Task to complete: Word for word, copy every line of the data.

Stored data entries
// This Source Code Form is subject to the terms of the Mozilla Public
// License, v. 2.0. If a copy of the MPL was not distributed with this
// file, You can obtain one at http://mozilla.org/MPL/2.0/.

//! Helpful things for tests.

use std::{
    cell::RefCell,
    collections::BTreeSet,
    path::{Path, PathBuf},
    rc::Rc,
};

use crate::{
    callibrary::OverridePolicy,
    context::Context,
    domain::{Antenna, Field, MeasurementSet, ObservingRun, SpectralWindow},
    storage::Storage,
    tasks::{Executor, JobError, JobRequest, JobRunner},
};

/// Storage that only knows about the tables it's told about. Clones share the
/// same set of tables.
#[derive(Debug, Clone, Default)]
pub(crate) struct InMemoryStorage {
    tables: Rc<RefCell<BTreeSet<PathBuf>>>,
}

impl InMemoryStorage {
    pub(crate) fn with_tables<'a, I: IntoIterator<Item = &'a str>>(tables: I) -> InMemoryStorage {
        let storage = InMemoryStorage::default();
        for t in tables {
            storage.insert(t);
        }
        storage
    }

    pub(crate) fn insert<P: Into<PathBuf>>(&self, table: P) {
        self.tables.borrow_mut().insert(table.into());
    }
}

impl Storage for InMemoryStorage {
    fn exists(&self, path: &Path) -> bool {
        self.tables.borrow().contains(path)
    }
}

/// A runner that remembers every job it ran. Jobs with a "caltable" argument
/// "produce" that table, unless the runner was told not to.
#[derive(Debug, Clone, Default)]
pub(crate) struct RecordingRunner {
    pub(crate) jobs: Rc<RefCell<Vec<JobRequest>>>,
    pub(crate) storage: InMemoryStorage,
    pub(crate) produce_tables: bool,
    pub(crate) fail_task: Option<String>,
}

impl RecordingRunner {
    pub(crate) fn new(storage: InMemoryStorage) -> RecordingRunner {
        RecordingRunner {
            jobs: Rc::default(),
            storage,
            produce_tables: true,
            fail_task: None,
        }
    }

    pub(crate) fn job_names(&self) -> Vec<String> {
        self.jobs
            .borrow()
            .iter()
            .map(|j| j.task().to_string())
            .collect()
    }
}

impl JobRunner for RecordingRunner {
    fn run(&mut self, job: &JobRequest) -> Result<Option<String>, JobError> {
        self.jobs.borrow_mut().push(job.clone());
        if self.fail_task.as_deref() == Some(job.task()) {
            return Err(JobError::Failed {
                job: job.to_string(),
                reason: "told to fail".to_string(),
            });
        }
        if self.produce_tables {
            if let Some(caltable) = job.get_str("caltable") {
                self.storage.insert(caltable);
            }
        }
        Ok(None)
    }
}

/// A measurement set with 4 antennas and two spectral windows (17 for the
/// bandpass calibrator, 19 for the phase calibrator).
pub(crate) fn test_ms() -> MeasurementSet {
    let mut ms = MeasurementSet::new("a.ms");
    ms.antennas = (0..4)
        .map(|id| Antenna {
            id,
            name: format!("DA4{id}"),
        })
        .collect();
    ms.spectral_windows = vec![
        SpectralWindow {
            id: 17,
            num_channels: 128,
            intents: ["BANDPASS".to_string()].into(),
        },
        SpectralWindow {
            id: 19,
            num_channels: 128,
            intents: ["PHASE".to_string()].into(),
        },
    ];
    ms.fields = vec![Field {
        id: 0,
        name: "J1924-2914".to_string(),
        intents: ["BANDPASS".to_string(), "PHASE".to_string()].into(),
    }];
    ms
}

pub(crate) fn test_context() -> Context {
    let mut run = ObservingRun::default();
    run.add_measurement_set(test_ms()).unwrap();
    Context::new(PathBuf::from("out"), run, OverridePolicy::default())
}

/// An executor over [`test_context`] with a [`RecordingRunner`]. The runner
/// and storage are returned so that tests can inspect them.
pub(crate) fn test_executor() -> (Executor, RecordingRunner, InMemoryStorage) {
    let storage = InMemoryStorage::default();
    let runner = RecordingRunner::new(storage.clone());
    let executor = Executor::new(
        test_context(),
        Box::new(runner.clone()),
        Box::new(storage.clone()),
    );
    (executor, runner, storage)
}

Solved problem:
// This Source Code Form is subject to the terms of the Mozilla Public
// License, v. 2.0. If a copy of the MPL was not distributed with this
// file, You can obtain one at http://mozilla.org/MPL/2.0/.

//! Helpful things for tests.

use std::{
    cell::RefCell,
    collections::BTreeSet,
    path::{Path, PathBuf},
    rc::Rc,
};

use crate::{
    callibrary::OverridePolicy,
    context::Context,
    domain::{Antenna, Field, MeasurementSet, ObservingRun, SpectralWindow},
    storage::Storage,
    tasks::{Executor, JobError, JobRequest, JobRunner},
};

/// Storage that only knows about the tables it's told about. Clones share the
/// same set of tables.
#[derive(Debug, Clone, Default)]
pub(crate) struct InMemoryStorage {
    tables: Rc<RefCell<BTreeSet<PathBuf>>>,
}

impl InMemoryStorage {
    pub(crate) fn with_tables<'a, I: IntoIterator<Item = &'a str>>(tables: I) -> InMemoryStorage {
        let storage = InMemoryStorage::default();
        for t in tables {
            storage.insert(t);
        }
        storage
    }

    pub(crate) fn insert<P: Into<PathBuf>>(&self, table: P) {
        self.tables.borrow_mut().insert(table.into());
    }
}

impl Storage for InMemoryStorage {
    fn exists(&self, path: &Path) -> bool {
        self.tables.borrow().contains(path)
    }
}

/// A runner that remembers every job it ran. Jobs with a "caltable" argument
/// "produce" that table, unless the runner was told not to.
#[derive(Debug, Clone, Default)]
pub(crate) struct RecordingRunner {
    pub(crate) jobs: Rc<RefCell<Vec<JobRequest>>>,
    pub(crate) storage: InMemoryStorage,
    pub(crate) produce_tables: bool,
    pub(crate) fail_task: Option<String>,
}

impl RecordingRunner {
    pub(crate) fn new(storage: InMemoryStorage) -> RecordingRunner {
        RecordingRunner {
            jobs: Rc::default(),
            storage,
            produce_tables: true,
            fail_task: None,
        }
    }

    pub(crate) fn job_names(&self) -> Vec<String> {
        self.jobs
            .borrow()
            .iter()
            .map(|j| j.task().to_string())
            .collect()
    }
}

impl JobRunner for RecordingRunner {
    fn run(&mut self, job: &JobRequest) -> Result<Option<String>, JobError> {
        self.jobs.borrow_mut().push(job.clone());
        if self.fail_task.as_deref() == Some(job.task()) {
            return Err(JobError::Failed {
                job: job.to_string(),
                reason: "told to fail".to_string(),
            });
        }
        if self.produce_tables {
            if let Some(caltable) = job.get_str("caltable") {
                self.storage.insert(caltable);
            }
        }
        Ok(None)
    }
}

/// A measurement set with 4 antennas and two spectral windows (17 for the
/// bandpass calibrator, 19 for the phase calibrator).
pub(crate) fn test_ms() -> MeasurementSet {
    let mut ms = MeasurementSet::new("a.ms");
    ms.antennas = (0..4)
        .map(|id| Antenna {
            id,
            name: format!("DA4{id}"),
        })
        .collect();
    ms.spectral_windows = vec![
        SpectralWindow {
            id: 17,
            num_channels: 128,
            intents: ["BANDPASS".to_string()].into(),
        },
        SpectralWindow {
            id: 19,
            num_channels: 128,
            intents: ["PHASE".to_string()].into(),
        },
    ];
    ms.fields = vec![Field {
        id: 0,
        name: "J1924-2914".to_string(),
        intents: ["BANDPASS".to_string(), "PHASE".to_string()].into(),
    }];
    ms
}

pub(crate) fn test_context() -> Context {
    let mut run = ObservingRun::default();
    run.add_measurement_set(test_ms()).unwrap();
    Context::new(PathBuf::from("out"), run, OverridePolicy::default())
}

/// An executor over [`test_context`] with a [`RecordingRunner`]. The runner
/// and storage are returned so that tests can inspect them.
pub(crate) fn test_executor() -> (Executor, RecordingRunner, InMemoryStorage) {
    let storage = InMemoryStorage::default();
    let runner = RecordingRunner::new(storage.clone());
    let executor = Executor::new(
        test_context(),
        Box::new(runner.clone()),
        Box::new(storage.clone()),
    );
    (executor, runner, storage)
}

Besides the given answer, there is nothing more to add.